Poor Jr. had taken a step toward her as she fell back; I could only see the two figures as two shadows upon shadow, while for them I had melted altogether and was forgotten.

“You think I have followed you,” he cried, “but you have no right to think it. It was an accident and you’ve got to believe me!”

“I believe you,” she answered gently. “Why should I not?”

“I suppose you want me to clear out again,” he went on, “and I will; but I don’t see why.”

Her voice answered him out of the shadow: “It is only you who make a reason why. I’d give anything to be friends with you; you’ve always known that.”

“Why can’t we be?” he said, sharply and loudly. “I’ve changed a great deal. I’m very sensible, and I’ll never bother you again — that other way. Why shouldn’t I see a little of you?”

I heard her laugh then–happily, it seemed to me,–and I thought I perceived her to extend her hand to him, and that he shook it briefly, in his fashion, as if it had been the hand of a man and not that of the beautiful lady.

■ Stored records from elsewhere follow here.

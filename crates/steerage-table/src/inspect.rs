//! Table inspection: missing values, summaries and cross tabulations
//!
//! Every function here is read-only and returns a [`ReportFrame`] (or data
//! that is turned into one) so the caller can print it and render it.

use steerage_stats::{correlation::CorrelationMatrix, summary::Summary};

use crate::{
    column::Cell,
    report::ReportFrame,
    schema::{ColumnKind, Field},
    table::PassengerTable,
};

/// Null count per column, most missing first.
///
/// Ties keep column order.
#[must_use]
pub fn null_counts(table: &PassengerTable) -> Vec<(Field, usize)> {
    let mut counts = table
        .columns()
        .iter()
        .map(|c| (c.field, c.data.null_count()))
        .collect::<Vec<_>>();
    counts.sort_by(|a, b| b.1.cmp(&a.1));
    counts
}

/// Renders `(field, count)` pairs as a single-column frame.
#[must_use]
pub fn counts_frame(name: &str, counts: &[(Field, usize)]) -> ReportFrame {
    ReportFrame::from_series(name, counts.iter().map(|(f, c)| (f.name(), *c)))
}

/// Numeric (int and float) fields, in table order.
#[must_use]
pub fn numeric_fields(table: &PassengerTable) -> Vec<Field> {
    fields_of_kind(table, ColumnKind::is_numeric)
}

/// Categorical fields, in table order.
#[must_use]
pub fn categorical_fields(table: &PassengerTable) -> Vec<Field> {
    fields_of_kind(table, |kind| kind == ColumnKind::Category)
}

fn fields_of_kind(table: &PassengerTable, pred: impl Fn(ColumnKind) -> bool) -> Vec<Field> {
    table
        .columns()
        .iter()
        .filter(|c| pred(c.data.kind()))
        .map(|c| c.field)
        .collect()
}

/// Describe table of the numeric columns.
///
/// Rows are `count, mean, std, min, 25%, 50%, 75%, max`; one column per
/// numeric field. A column with no observed values has a zero count and NaN
/// elsewhere.
#[must_use]
pub fn describe_numeric(table: &PassengerTable) -> ReportFrame {
    let fields = numeric_fields(table);
    let columns = fields
        .iter()
        .map(|f| {
            let values = table.numeric(*f).unwrap_or_default();
            Summary::new(values.into_iter().flatten()).map_or_else(
                || {
                    let mut row = [f64::NAN; 8];
                    row[0] = 0.0;
                    row
                },
                |s| s.to_row(),
            )
        })
        .collect::<Vec<_>>();

    let mut frame = ReportFrame::new(fields.iter().map(|f| f.name()));
    for (i, label) in Summary::ROW_LABELS.iter().enumerate() {
        let cells = columns
            .iter()
            .map(|col| {
                let v = col[i];
                if v.is_nan() { Cell::Null } else { Cell::Float(v) }
            })
            .collect();
        frame.push_row(label, cells);
    }
    frame
}

/// Describe table of the categorical columns, one row per column.
///
/// Columns are `count, unique, top, freq`. `top` is the most frequent value
/// (first encountered on ties). Returns `None` if the table has no
/// categorical column.
#[must_use]
pub fn describe_categorical(table: &PassengerTable) -> Option<ReportFrame> {
    let fields = categorical_fields(table);
    if fields.is_empty() {
        return None;
    }
    let mut frame = ReportFrame::new(["count", "unique", "top", "freq"]);
    for field in fields {
        let Some(column) = table.column(field) else {
            continue;
        };
        let data = &column.data;
        let count = data.len() - data.null_count();
        let (top, freq) = data
            .value_counts()
            .into_iter()
            .next()
            .map_or((Cell::Null, Cell::Null), |(cell, n)| (cell, n.into()));
        frame.push_row(
            field,
            vec![count.into(), data.n_unique().into(), top, freq],
        );
    }
    Some(frame)
}

/// Distinct value count per categorical column, highest first.
#[must_use]
pub fn cardinality(table: &PassengerTable) -> Vec<(Field, usize)> {
    let mut counts = categorical_fields(table)
        .into_iter()
        .filter_map(|f| Some((f, table.column(f)?.data.n_unique())))
        .collect::<Vec<_>>();
    counts.sort_by(|a, b| b.1.cmp(&a.1));
    counts
}

/// Value counts of one column as a `count` frame indexed by value.
#[must_use]
pub fn value_counts_frame(table: &PassengerTable, field: Field) -> Option<ReportFrame> {
    let counts = table.column(field)?.data.value_counts();
    Some(ReportFrame::from_series("count", counts))
}

/// Observed counts of two categorical-like columns.
#[derive(Debug, Clone, PartialEq)]
pub struct Crosstab {
    /// Sorted distinct values of the row field.
    pub row_labels: Vec<String>,
    /// Sorted distinct values of the column field.
    pub col_labels: Vec<String>,
    /// `counts[i][j]` = rows with `row_labels[i]` and `col_labels[j]`.
    pub counts: Vec<Vec<u64>>,
}

impl Crosstab {
    /// Tabulates rows where both fields are non-null.
    ///
    /// Integer values sort numerically, other values lexicographically.
    #[must_use]
    pub fn new(table: &PassengerTable, row_field: Field, col_field: Field) -> Option<Self> {
        let rows = table.column(row_field)?;
        let cols = table.column(col_field)?;

        let pairs = (0..table.row_count())
            .filter_map(|i| {
                let (a, b) = (rows.data.cell(i), cols.data.cell(i));
                (!a.is_null() && !b.is_null()).then_some((a, b))
            })
            .collect::<Vec<_>>();

        let row_values = sorted_distinct(pairs.iter().map(|(a, _)| a));
        let col_values = sorted_distinct(pairs.iter().map(|(_, b)| b));
        let mut counts = vec![vec![0_u64; col_values.len()]; row_values.len()];
        for (a, b) in &pairs {
            let i = row_values.iter().position(|v| v == a)?;
            let j = col_values.iter().position(|v| v == b)?;
            counts[i][j] += 1;
        }

        Some(Self {
            row_labels: row_values.iter().map(ToString::to_string).collect(),
            col_labels: col_values.iter().map(ToString::to_string).collect(),
            counts,
        })
    }

    #[must_use]
    pub fn to_frame(&self) -> ReportFrame {
        let mut frame = ReportFrame::new(self.col_labels.iter().cloned());
        for (label, row) in self.row_labels.iter().zip(&self.counts) {
            let cells = row
                .iter()
                .map(|&c| Cell::Int(i64::try_from(c).unwrap_or(i64::MAX)))
                .collect();
            frame.push_row(label, cells);
        }
        frame
    }
}

fn sorted_distinct<'a, I>(cells: I) -> Vec<Cell>
where
    I: IntoIterator<Item = &'a Cell>,
{
    let mut values: Vec<Cell> = vec![];
    for cell in cells {
        if !values.contains(cell) {
            values.push(cell.clone());
        }
    }
    values.sort_by(|a, b| match (a.as_f64(), b.as_f64()) {
        (Some(x), Some(y)) => x.total_cmp(&y),
        _ => a.to_string().cmp(&b.to_string()),
    });
    values
}

/// Pearson correlation matrix over the numeric columns.
#[must_use]
pub fn correlation_matrix(table: &PassengerTable) -> CorrelationMatrix {
    let columns = numeric_fields(table)
        .into_iter()
        .filter_map(|f| Some((f.name().to_owned(), table.numeric(f)?)))
        .collect::<Vec<_>>();
    CorrelationMatrix::new(&columns)
}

“You know I should like nothing better in the world–since you tell me what you do,” she answered.

“And the other man?” he asked her, with the same hinting of sharpness in his tone. “Is that all settled?”

“Almost. Would you like me to tell you?”

“Only a little–please!”

His voice had dropped, and he spoke very quietly, which startlingly caused me to realize what I was doing. I went out of hearing then, very softly. Is it creible that I found myself trembling when I reached the twilit piazza? It is true, and I knew that never, for one moment, since that tragic, divine day of her pity, had I wholly despaired of beholding her again; that in my most sorrowful time there had always been a little, little morsel of certain knowledge that I should some day be near her once more.

And now, so much was easily revealed to me: it was to see her that the good Lambert R. Poor Jr., had come to Paris, preceding my patron; it was he who had passed with her on the last day of my shame, and whom she had addressed by his central name of Rufus, and it was to his hand that I had restored her parasol.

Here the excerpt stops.